Mind The Gap

“At Gap brand, our customers have always come first. We’ve been listening to and watching all of the comments this past week. We heard them say over and over again they are passionate about our blue box logo, and they want it back. So we’ve made the decision to do just that – we will bring it back across all channels.” This is from a recent press release from Gap Inc. regarding a change in its corporate logo. The full text can be found here: link.

So the socialmedialists feel that they won the day. The people (crowd) has spoken. While some have speculated that this was a PR stunt, The Gap Inc. nonetheless appears have capitulated and reverted to its original logo. Amen.

My speculation is that this event was symptomatic of something else: a brand that is indeed struggling amidst a retail industry vertical that is recovering fairly well since the 2008 economic downturn. The stock price peaked near $26 around April 23, 2010 and has fallen 30% to around $18 today. Historically, the stock hasn’t done much in the past 5 years, remaining under $20.

From a marketing perspective, the outcome of the social media/crowdsourced and subsequent response by Gap Inc. suggests a brand that has lost control. There is little sense that the outcry actually came from Gap customers or whether the research that GAP conducted was segmented with respect to brand loyalists, frequent shoppers, Gap customers at large versus non-customers and people who generally make a habit of railing against brands for sport. To take this further, there was little evidence that Gap distinguished between social media in the broadest context or WOM – Word of Mouth otherwise known as earned media, a key metric of contextual online brand conversation. I would also surmise that the Gap’s logo wasn’t top of mind with its various customer segments as opposed to merchandise selection & availability, customer service and the on-line shopping experience.

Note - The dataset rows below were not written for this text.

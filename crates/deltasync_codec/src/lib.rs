//! # deltasync codec
//!
//! Field values and CBOR wire encoding for deltasync.
//!
//! This crate provides:
//! - [`Value`], the tagged union every record field is stored as
//! - [`FieldKind`], the type tag schemas refer to
//! - [`to_cbor`] / [`from_cbor`] for any serde type (deltas, packs, messages)
//!
//! ## Usage
//!
//! ```
//! use deltasync_codec::{from_cbor, to_cbor, Value};
//!
//! let value = Value::Integer(42);
//! let bytes = to_cbor(&value).unwrap();
//! let decoded: Value = from_cbor(&bytes).unwrap();
//! assert_eq!(value, decoded);
//! ```

#![deny(unsafe_code)]
#![warn(missing_docs)]

mod error;
mod value;

pub use error::{CodecError, CodecResult};
pub use value::{FieldKind, Fields, Value};

use serde::de::DeserializeOwned;
use serde::Serialize;

/// Encode any serializable value to CBOR bytes.
///
/// # Errors
///
/// Returns [`CodecError::EncodingFailed`] if serialization fails.
pub fn to_cbor<T: Serialize + ?Sized>(value: &T) -> CodecResult<Vec<u8>> {
    let mut buf = Vec::new();
    ciborium::into_writer(value, &mut buf)
        .map_err(|e| CodecError::encoding_failed(e.to_string()))?;
    Ok(buf)
}

/// Decode a value from CBOR bytes.
///
/// # Errors
///
/// Returns [`CodecError::UnexpectedEof`] for empty input and
/// [`CodecError::DecodingFailed`] for malformed or mistyped input.
pub fn from_cbor<T: DeserializeOwned>(bytes: &[u8]) -> CodecResult<T> {
    if bytes.is_empty() {
        return Err(CodecError::UnexpectedEof);
    }
    ciborium::from_reader(bytes).map_err(|e| CodecError::decoding_failed(e.to_string()))
}

/// Types that can be encoded to CBOR.
pub trait Encode {
    /// Encode this value to CBOR bytes.
    fn encode(&self) -> CodecResult<Vec<u8>>;
}

/// Types that can be decoded from CBOR.
pub trait Decode: Sized {
    /// Decode this value from CBOR bytes.
    fn decode(bytes: &[u8]) -> CodecResult<Self>;
}

impl<T: Serialize> Encode for T {
    fn encode(&self) -> CodecResult<Vec<u8>> {
        to_cbor(self)
    }
}

impl<T: DeserializeOwned> Decode for T {
    fn decode(bytes: &[u8]) -> CodecResult<Self> {
        from_cbor(bytes)
    }
}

At the end of the day, whether or not a company chooses to change its logo,  the value proposition has to be clear, strong and reflective of customer wants and needs. If the value is not there, perceived or otherwise and if the product/service delivery does not meet or exceed expectations and create conditions for repeat purchasing, logo changing will do nothing to affect corporate performance. This goes for any company in a fiercely competitive market.